« L’incertitude est au cœur des choses. Mais la passion aussi. »
L’avant-scène théâtre : Où êtes-vous confiné ?
Benoit Solès : En Gironde, tout près de mon Lot-et-Garonne natal. À Paris, la façade de mon immeuble est en ravalement depuis plusieurs mois, et les fenêtres sont obstruées. Je n’aurais pas supporté d’y être confiné, sans voir la lumière du jour. Ici, c’est entre autres cette lumière qui est belle. Et puis, j’entends le bruit de l’océan…
AST : Comment se déroulent vos journées ?
B. S. : N’étant plus sur scène tous les soirs, je me lève beaucoup plus tôt. Je travaille le matin et fais plutôt du sport dans l’après-midi. Les soirées sont consacrées à écouter les informations, puis à regarder des séries. Curieusement, les journées passent vite. Le rapport au temps a changé. C’est une espèce de parenthèse étrange.
AST : Avez-vous des projets d’écriture en cours ? Est-ce une période propice pour écrire ?
B. S. : Je termine l’écriture de ma nouvelle pièce : "La Maison du loup". Le paradoxe de la période, c’est qu’elle pourrait démotiver l’auteur plus habitué à écrire dans le mouvement de la vie que dans son ralentissement. Heureusement pour moi, j’appartiens plutôt à la seconde catégorie : j’ai besoin de temps et de disponibilité. De ce côté, je suis servi !
AST : La situation actuelle peut-elle être une source d’inspiration ?
B. S. : Elle aurait pu m’inspirer si je n’avais pas choisi mon sujet en amont.
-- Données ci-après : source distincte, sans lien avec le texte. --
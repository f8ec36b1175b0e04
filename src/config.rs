use std::path::Path;
use std::time::Duration;

use serde::Deserialize;

/// Environment variable naming an optional YAML config file.
pub const CONFIG_ENV: &str = "PAGESERVE_CONFIG";

/// Environment variable overriding `server.listen_addr`.
pub const LISTEN_ENV: &str = "LISTEN";

/// Value of the `Server` response header.
pub const SERVER_NAME: &str = concat!("pageserve/", env!("CARGO_PKG_VERSION"));

#[derive(Debug, thiserror::Error)]
pub enum ConfigError {
    #[error("failed to read config file {path}: {source}")]
    Read {
        path: String,
        source: std::io::Error,
    },
    #[error("invalid config: {0}")]
    Parse(#[from] serde_yaml::Error),
    #[error("{0} must be greater than zero")]
    Zero(&'static str),
}

#[derive(Debug, Clone, Default, Deserialize)]
#[serde(default)]
pub struct Config {
    pub server: ServerConfig,
    pub session: SessionConfig,
}

#[derive(Debug, Clone, Deserialize)]
#[serde(default)]
pub struct ServerConfig {
    pub listen_addr: String,
    pub server_name: String,
    /// Largest request body accepted, in bytes.
    pub max_body_bytes: usize,
}

#[derive(Debug, Clone, Deserialize)]
#[serde(default)]
pub struct SessionConfig {
    /// Session time-to-live in milliseconds.
    pub ttl_ms: u64,
    /// Eviction sweep period in milliseconds; half the TTL when absent.
    pub sweep_interval_ms: Option<u64>,
}

impl Default for ServerConfig {
    fn default() -> Self {
        Self {
            listen_addr: "127.0.0.1:8080".to_string(),
            server_name: SERVER_NAME.to_string(),
            max_body_bytes: 8 * 1024 * 1024,
        }
    }
}

impl Default for SessionConfig {
    fn default() -> Self {
        Self {
            ttl_ms: 600_000,
            sweep_interval_ms: None,
        }
    }
}

impl SessionConfig {
    pub fn ttl(&self) -> Duration {
        Duration::from_millis(self.ttl_ms)
    }

    pub fn sweep_interval(&self) -> Duration {
        match self.sweep_interval_ms {
            Some(ms) => Duration::from_millis(ms),
            None => self.ttl() / 2,
        }
    }
}

impl Config {
    /// Loads the configuration.
    ///
    /// Reads the YAML file named by `PAGESERVE_CONFIG` when set, otherwise
    /// starts from defaults. `LISTEN` overrides the listen address.
    pub fn load() -> Result<Self, ConfigError> {
        let mut cfg = match std::env::var(CONFIG_ENV) {
            Ok(path) => Self::from_file(path)?,
            Err(_) => Self::default(),
        };

        if let Ok(addr) = std::env::var(LISTEN_ENV) {
            cfg.server.listen_addr = addr;
        }

        cfg.validate()?;
        Ok(cfg)
    }

    pub fn from_file(path: impl AsRef<Path>) -> Result<Self, ConfigError> {
        let path = path.as_ref();
        let text = std::fs::read_to_string(path).map_err(|source| ConfigError::Read {
            path: path.display().to_string(),
            source,
        })?;
        Self::from_yaml(&text)
    }

    pub fn from_yaml(text: &str) -> Result<Self, ConfigError> {
        let cfg: Self = serde_yaml::from_str(text)?;
        cfg.validate()?;
        Ok(cfg)
    }

    /// Rejects a zero session TTL or sweep period.
    pub fn validate(&self) -> Result<(), ConfigError> {
        if self.session.ttl_ms == 0 {
            return Err(ConfigError::Zero("session.ttl_ms"));
        }
        if self.session.sweep_interval().is_zero() {
            return Err(ConfigError::Zero("session.sweep_interval_ms"));
        }
        Ok(())
    }
}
Mais il se trouve que l’un des thèmes de ma pièce aborde déjà, d’une certaine manière, l’enfermement… Le mot « confiné » figurait déjà dans mon texte !
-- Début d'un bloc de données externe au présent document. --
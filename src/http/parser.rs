use std::collections::HashMap;

use tokio::io::{AsyncBufRead, AsyncBufReadExt, AsyncReadExt};

use crate::http::header::{normalize_path, HttpHeader, StartLine};

/// Marker that separates the protocol name from its version.
const VERSION_MARKER: &str = "HTTP/";

/// Longest head line accepted, excluding the line terminator.
pub const MAX_LINE_LENGTH: usize = 8 * 1024;

#[derive(Debug, thiserror::Error)]
pub enum ParseError {
    #[error("malformed start line: {0:?}")]
    MalformedStartLine(String),
    #[error("invalid protocol version: {0:?}")]
    InvalidVersion(String),
    #[error("invalid status code in: {0:?}")]
    InvalidStatusCode(String),
    #[error("head line exceeds {MAX_LINE_LENGTH} bytes")]
    LineTooLong,
    #[error("i/o error while reading head: {0}")]
    Io(#[from] std::io::Error),
}

/// Reads an HTTP message head line by line from a buffered stream.
///
/// The parser only consumes the head; whatever follows the blank line
/// (the body) stays unread in the underlying reader.
pub struct HttpHeaderParser<R> {
    reader: R,
}

impl<R: AsyncBufRead + Unpin> HttpHeaderParser<R> {
    pub fn new(reader: R) -> Self {
        Self { reader }
    }

    /// Parses one message head.
    ///
    /// Returns `Ok(None)` when the stream is closed or the first line is
    /// empty. If the stream ends before the blank line that terminates the
    /// head, the headers collected so far are returned as a complete head.
    pub async fn read(&mut self) -> Result<Option<HttpHeader>, ParseError> {
        let first = match self.read_line().await? {
            Some(line) if !line.is_empty() => line,
            _ => return Ok(None),
        };
        let mut header = parse_start_line(&first)?;

        while let Some(line) = self.read_line().await? {
            if line.is_empty() {
                break;
            }
            parse_header_line(&mut header, &line);
        }

        if let Some(cookie) = header.headers.get("Cookie") {
            let cookie = cookie.to_string();
            parse_header_values(&mut header.cookies, &cookie, ';');
        }

        Ok(Some(header))
    }

    pub fn into_inner(self) -> R {
        self.reader
    }

    async fn read_line(&mut self) -> Result<Option<String>, ParseError> {
        let mut buf = Vec::new();
        let n = (&mut self.reader)
            .take(MAX_LINE_LENGTH as u64 + 2)
            .read_until(b'\n', &mut buf)
            .await?;

        if n == 0 {
            return Ok(None);
        }

        if buf.last() == Some(&b'\n') {
            buf.pop();
            if buf.last() == Some(&b'\r') {
                buf.pop();
            }
        }
        if buf.len() > MAX_LINE_LENGTH {
            return Err(ParseError::LineTooLong);
        }

        Ok(Some(String::from_utf8_lossy(&buf).into_owned()))
    }
}

fn parse_start_line(line: &str) -> Result<HttpHeader, ParseError> {
    // Status line: HTTP/1.0 200 OK
    if let Some(rest) = line.strip_prefix(VERSION_MARKER) {
        let mut parts = rest.splitn(3, ' ');
        let version = parse_version(parts.next().unwrap_or_default())?;
        let code = parts
            .next()
            .map(str::trim)
            .filter(|c| c.len() == 3)
            .and_then(|c| c.parse::<u16>().ok())
            .ok_or_else(|| ParseError::InvalidStatusCode(line.to_string()))?;
        let reason = parts.next().unwrap_or_default().trim().to_string();

        let mut header = HttpHeader::with_start(StartLine::Status { code, reason });
        header.version = version;
        return Ok(header);
    }

    // Request line: GET /path?query HTTP/1.0
    let marker = line
        .find(&format!(" {VERSION_MARKER}"))
        .ok_or_else(|| ParseError::MalformedStartLine(line.to_string()))?;
    let before = &line[..marker];
    let version_token = line[marker + 1 + VERSION_MARKER.len()..]
        .split_whitespace()
        .next()
        .unwrap_or_default();

    let (method, target) = before.split_once(' ').unwrap_or((before, ""));
    let method = method.trim();
    if method.is_empty() {
        return Err(ParseError::MalformedStartLine(line.to_string()));
    }
    let version = parse_version(version_token)?;

    let mut url_attributes = HashMap::new();
    let path = match target.trim().split_once('?') {
        Some((path, query)) => {
            parse_url_parameters(&mut url_attributes, query);
            path
        }
        None => target.trim(),
    };

    let mut header = HttpHeader::with_start(StartLine::Request {
        method: method.to_string(),
        path: normalize_path(path),
    });
    header.version = version;
    header.url_attributes = url_attributes;
    Ok(header)
}

fn parse_version(token: &str) -> Result<f32, ParseError> {
    token
        .trim()
        .parse::<f32>()
        .map_err(|_| ParseError::InvalidVersion(token.to_string()))
}

/// Stores one `Name: value` line. A line without a colon gets an empty value.
fn parse_header_line(header: &mut HttpHeader, line: &str) {
    let (key, value) = line.split_once(':').unwrap_or((line, ""));
    header.headers.insert(key.trim(), value.trim());
}

/// Decodes `k=v&k2=v2` (form-urlencoded) into `map`.
///
/// Keys and values are trimmed, a pair without `=` gets an empty value, and
/// a repeated key keeps its last value.
pub fn parse_url_parameters(map: &mut HashMap<String, String>, query: &str) {
    for (key, value) in url::form_urlencoded::parse(query.as_bytes()) {
        map.insert(key.trim().to_string(), value.trim().to_string());
    }
}

/// Splits a `k=v<delimiter>k2=v2` header value into `map`.
///
/// Surrounding double quotes are stripped from values.
pub fn parse_header_values(map: &mut HashMap<String, String>, value: &str, delimiter: char) {
    for segment in value.split(delimiter) {
        if segment.trim().is_empty() {
            continue;
        }
        let (key, val) = segment.split_once('=').unwrap_or((segment, ""));
        map.insert(
            key.trim().to_string(),
            val.trim().trim_matches('"').to_string(),
        );
    }
}
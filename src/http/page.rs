use std::collections::HashMap;
use std::future::Future;
use std::pin::Pin;

use tokio::io::AsyncWrite;

use crate::http::header::HttpHeader;
use crate::http::writer::HttpWriter;
use crate::session::Session;

/// A pinned, sendable future borrowing from its caller.
pub type BoxFuture<'a, T> = Pin<Box<dyn Future<Output = T> + Send + 'a>>;

/// Type-erased write half of a client connection.
pub type ResponseStream = Box<dyn AsyncWrite + Send + Unpin>;

/// Response writer handed to pages.
pub type ResponseWriter = HttpWriter<ResponseStream>;

/// A request handler registered under a path.
///
/// `respond` receives the response writer with status 200, `Server`,
/// `Content-Type: text/html` and the session cookie already set, so a page
/// may still change any of them before writing its body. Returning an error
/// turns the response into a 500.
///
/// # Example
///
/// ```ignore
/// struct Hello;
///
/// impl Page for Hello {
///     fn respond<'a>(
///         &'a self,
///         out: &'a mut ResponseWriter,
///         _request: &'a HttpHeader,
///         _session: &'a Session,
///         _cookies: &'a HashMap<String, String>,
///         _url_attributes: &'a HashMap<String, String>,
///     ) -> BoxFuture<'a, anyhow::Result<()>> {
///         Box::pin(async move {
///             out.println("Hello").await?;
///             Ok(())
///         })
///     }
/// }
/// ```
pub trait Page: Send + Sync {
    fn respond<'a>(
        &'a self,
        out: &'a mut ResponseWriter,
        request: &'a HttpHeader,
        session: &'a Session,
        cookies: &'a HashMap<String, String>,
        url_attributes: &'a HashMap<String, String>,
    ) -> BoxFuture<'a, anyhow::Result<()>>;
}
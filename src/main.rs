use std::collections::HashMap;
use std::sync::Arc;

use pageserve::config::Config;
use pageserve::http::header::HttpHeader;
use pageserve::http::page::{BoxFuture, Page, ResponseWriter};
use pageserve::server::{listener, HttpServer};
use pageserve::session::Session;
use tracing_subscriber::EnvFilter;

/// Counts how many times the current session has loaded the page.
struct VisitCounter;

impl Page for VisitCounter {
    fn respond<'a>(
        &'a self,
        out: &'a mut ResponseWriter,
        _request: &'a HttpHeader,
        session: &'a Session,
        _cookies: &'a HashMap<String, String>,
        _url_attributes: &'a HashMap<String, String>,
    ) -> BoxFuture<'a, anyhow::Result<()>> {
        Box::pin(async move {
            let visits = session.get::<u64>("visits").unwrap_or(0) + 1;
            session.insert("visits", visits);

            out.println("<html><body>").await?;
            out.println(&format!("<p>Session {}: visit {}</p>", session.id(), visits))
                .await?;
            out.println("</body></html>").await?;
            Ok(())
        })
    }
}

#[tokio::main]
async fn main() -> anyhow::Result<()> {
    tracing_subscriber::fmt()
        .with_target(false)
        .with_level(true)
        .with_env_filter(
            EnvFilter::try_from_default_env().unwrap_or_else(|_| EnvFilter::new("info")),
        )
        .init();

    let cfg = Config::load()?;

    let mut server = HttpServer::new(cfg);
    server.set_page("/", VisitCounter);
    let server = Arc::new(server);

    tokio::select! {
        res = listener::run(server) => {
            res?;
        }

        _ = tokio::signal::ctrl_c() => {
            tracing::info!("Shutdown signal received");
        }
    }

    Ok(())
}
AST : Qu’est-ce qui vous manque le plus ? Qu’est-ce que vous appréciez ?
B. S. : Je ne suis pas fanatique des « vacances », désirées ou imposées. Donc, mon métier me manque énormément. Le bonheur de défendre une pièce qui me tient à cœur, avec un partenaire merveilleux, un public captivé et ému par l’histoire d’Alan Turing, sont irremplaçables. En attendant la reprise, je fais contre mauvaise fortune bon cœur !
AST : Le confinement vous-a-t-il fait prendre conscience de certaines choses et vous a-t-il donné des envies de changement ?
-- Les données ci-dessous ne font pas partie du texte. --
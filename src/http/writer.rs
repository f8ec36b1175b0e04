use bytes::BytesMut;
use tokio::io::{AsyncWrite, AsyncWriteExt};

use crate::http::status::{reason_phrase, OK};

const CRLF: &[u8] = b"\r\n";

#[derive(Debug, thiserror::Error)]
pub enum WriterError {
    #[error("header already sent")]
    HeaderAlreadySent,
    #[error("{0} is only available for {1:?} messages")]
    WrongMessageKind(&'static str, MessageKind),
    #[error("i/o error while writing message: {0}")]
    Io(#[from] std::io::Error),
}

/// Whether the writer produces a server response or a client request.
#[derive(Debug, Clone, Copy, PartialEq, Eq)]
pub enum MessageKind {
    Request,
    Response,
}

/// Head fields that can still change before the first body byte.
#[derive(Debug)]
struct PendingHead {
    status_code: Option<u16>,
    request_type: String,
    request_url: String,
    protocol_version: String,
    headers: Vec<(String, String)>,
    cookies: Vec<(String, String)>,
}

#[derive(Debug)]
enum Head {
    Pending(PendingHead),
    Sent,
}

/// Writes an HTTP/1.0 message with deferred header emission.
///
/// Status, headers and cookies are collected until the first body write,
/// `flush` or `close`. At that point the head block is written exactly once,
/// followed by the body. Setters called after that fail with
/// [`WriterError::HeaderAlreadySent`].
///
/// With buffering enabled, text written through [`print`](Self::print) and
/// [`println`](Self::println) is held back until buffering is disabled or the
/// writer is flushed or closed.
pub struct HttpWriter<W> {
    inner: W,
    kind: MessageKind,
    head: Head,
    sent_status: Option<u16>,
    buffer: String,
    buffering: bool,
}

impl<W: AsyncWrite + Unpin> HttpWriter<W> {
    /// Creates a response writer.
    pub fn new(inner: W) -> Self {
        Self::with_kind(inner, MessageKind::Response)
    }

    /// Creates a writer for the given message kind. Requests default to
    /// `GET /`.
    pub fn with_kind(inner: W, kind: MessageKind) -> Self {
        Self {
            inner,
            kind,
            head: Head::Pending(PendingHead {
                status_code: None,
                request_type: "GET".to_string(),
                request_url: "/".to_string(),
                protocol_version: "1.0".to_string(),
                headers: Vec::new(),
                cookies: Vec::new(),
            }),
            sent_status: None,
            buffer: String::new(),
            buffering: false,
        }
    }

    pub fn kind(&self) -> MessageKind {
        self.kind
    }

    pub fn is_header_sent(&self) -> bool {
        matches!(self.head, Head::Sent)
    }

    /// The status code that is pending or was emitted. Unset means 200.
    pub fn status_code(&self) -> u16 {
        match &self.head {
            Head::Pending(head) => head.status_code.unwrap_or(OK),
            Head::Sent => self.sent_status.unwrap_or(OK),
        }
    }

    pub fn set_status_code(&mut self, code: u16) -> Result<(), WriterError> {
        self.expect_kind(MessageKind::Response, "status code")?;
        self.pending()?.status_code = Some(code);
        Ok(())
    }

    pub fn set_request_type(&mut self, method: &str) -> Result<(), WriterError> {
        self.expect_kind(MessageKind::Request, "request type")?;
        self.pending()?.request_type = method.to_string();
        Ok(())
    }

    pub fn set_request_url(&mut self, url: &str) -> Result<(), WriterError> {
        self.expect_kind(MessageKind::Request, "request url")?;
        self.pending()?.request_url = url.to_string();
        Ok(())
    }

    pub fn set_protocol_version(&mut self, version: &str) -> Result<(), WriterError> {
        self.pending()?.protocol_version = version.to_string();
        Ok(())
    }

    /// Sets a header, replacing an earlier one with the same name
    /// (compared case-insensitively).
    pub fn set_header(
        &mut self,
        key: impl Into<String>,
        value: impl Into<String>,
    ) -> Result<(), WriterError> {
        let (key, value) = (key.into(), value.into());
        let headers = &mut self.pending()?.headers;
        match headers.iter_mut().find(|(k, _)| k.eq_ignore_ascii_case(&key)) {
            Some(entry) => entry.1 = value,
            None => headers.push((key, value)),
        }
        Ok(())
    }

    pub fn set_cookie(
        &mut self,
        key: impl Into<String>,
        value: impl Into<String>,
    ) -> Result<(), WriterError> {
        let (key, value) = (key.into(), value.into());
        let cookies = &mut self.pending()?.cookies;
        match cookies.iter_mut().find(|(k, _)| *k == key) {
            Some(entry) => entry.1 = value,
            None => cookies.push((key, value)),
        }
        Ok(())
    }

    /// Turns text buffering on or off. Turning it off flushes what was
    /// buffered, head first.
    pub async fn enable_buffering(&mut self, enable: bool) -> Result<(), WriterError> {
        self.buffering = enable;
        if !enable {
            self.flush().await?;
        }
        Ok(())
    }

    pub fn is_buffering(&self) -> bool {
        self.buffering
    }

    pub async fn print(&mut self, text: &str) -> Result<(), WriterError> {
        if self.buffering {
            self.buffer.push_str(text);
            Ok(())
        } else {
            self.write_through(text.as_bytes()).await
        }
    }

    pub async fn println(&mut self, text: &str) -> Result<(), WriterError> {
        self.print(text).await?;
        self.print("\n").await
    }

    /// Writes raw bytes, bypassing the text buffer. Buffered text is sent
    /// first so ordering is kept.
    pub async fn write_bytes(&mut self, data: &[u8]) -> Result<(), WriterError> {
        self.flush_buffer().await?;
        self.write_through(data).await
    }

    /// Sends the head if still pending, drains the text buffer and flushes
    /// the transport.
    pub async fn flush(&mut self) -> Result<(), WriterError> {
        self.flush_buffer().await?;
        self.inner.flush().await?;
        Ok(())
    }

    /// Flushes everything and shuts down the write side of the transport.
    pub async fn close(&mut self) -> Result<(), WriterError> {
        self.flush().await?;
        self.inner.shutdown().await?;
        Ok(())
    }

    pub fn get_ref(&self) -> &W {
        &self.inner
    }

    pub fn into_inner(self) -> W {
        self.inner
    }

    async fn flush_buffer(&mut self) -> Result<(), WriterError> {
        if self.buffer.is_empty() && self.is_header_sent() {
            return Ok(());
        }
        let text = std::mem::take(&mut self.buffer);
        self.write_through(text.as_bytes()).await
    }

    /// Writes `body` to the transport, preceded by the head block if it has
    /// not been emitted yet.
    /// On a failed write the head stays pending.
    async fn write_through(&mut self, body: &[u8]) -> Result<(), WriterError> {
        let pending = match std::mem::replace(&mut self.head, Head::Sent) {
            Head::Pending(head) => Some(head),
            Head::Sent => None,
        };

        let mut out = BytesMut::new();
        if let Some(head) = &pending {
            head.encode(self.kind, &mut out);
        }
        out.extend_from_slice(body);

        if !out.is_empty() {
            if let Err(e) = self.inner.write_all(&out).await {
                if let Some(head) = pending {
                    self.head = Head::Pending(head);
                }
                return Err(e.into());
            }
        }
        if let Some(head) = pending {
            self.sent_status = head.status_code;
        }
        Ok(())
    }

    fn pending(&mut self) -> Result<&mut PendingHead, WriterError> {
        match &mut self.head {
            Head::Pending(head) => Ok(head),
            Head::Sent => Err(WriterError::HeaderAlreadySent),
        }
    }

    fn expect_kind(&self, kind: MessageKind, what: &'static str) -> Result<(), WriterError> {
        if self.kind == kind {
            Ok(())
        } else {
            Err(WriterError::WrongMessageKind(what, kind))
        }
    }
}

impl PendingHead {
    fn encode(&self, kind: MessageKind, out: &mut BytesMut) {
        let start_line = match kind {
            MessageKind::Request => format!(
                "{} {} HTTP/{}",
                self.request_type, self.request_url, self.protocol_version
            ),
            MessageKind::Response => {
                let code = self.status_code.unwrap_or(OK);
                format!(
                    "HTTP/{} {} {}",
                    self.protocol_version,
                    code,
                    reason_phrase(code)
                )
            }
        };
        put_line(out, &start_line);

        for (key, value) in &self.headers {
            put_line(out, &format!("{key}: {value}"));
        }

        if !self.cookies.is_empty() {
            match kind {
                MessageKind::Request => {
                    let pairs: String = self
                        .cookies
                        .iter()
                        .map(|(k, v)| format!("{k}={v}; "))
                        .collect();
                    put_line(out, &format!("Cookie: {pairs}"));
                }
                MessageKind::Response => {
                    for (key, value) in &self.cookies {
                        put_line(out, &format!("Set-Cookie: {key}={value};"));
                    }
                }
            }
        }

        out.extend_from_slice(CRLF);
    }
}

fn put_line(out: &mut BytesMut, line: &str) {
    out.extend_from_slice(line.as_bytes());
    out.extend_from_slice(CRLF);
}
B. S. : Il y a une prise de conscience philosophique sur la fragilité des choses. Une autre, plus écologique, sur l’état de notre planète. Mais la plus aiguë est une prise de conscience politique : le spectacle vivant et la culture en général sont essentiels. Il faut les protéger. Les acteurs de notre secteur se battront pour leur survie. Et je serai bien sûr avec eux.
AST : Quelle est la première chose que vous ferez quand vous sortirez ? Et qu’est-ce que vous ne ferez plus ?
B. S. : D’abord, aller retrouver ma famille. Et puis reprendre une activité théâtrale, en réfléchissant collectivement aux aménagements nécessaires. Ce que je ne ferai plus, c’est peut-être de considérer que les choses peuvent être « certaines ». L’incertitude est au cœur des choses. Mais la passion aussi.
AST : Pouvez-vous nous citer un objet et une œuvre artistique qui vous ont accompagné pendant cette période ?
B. S. : Un objet : Mon téléphone portable, il faut bien l’avouer…
Une œuvre : L’air de la romance de Nadir, dans "Les Pêcheurs de perles" de Bizet, chantée par Alain Vanzo. C’est un thème romantique et « cosmique » à la fois. Et puis… on l’entendra dans ma nouvelle pièce !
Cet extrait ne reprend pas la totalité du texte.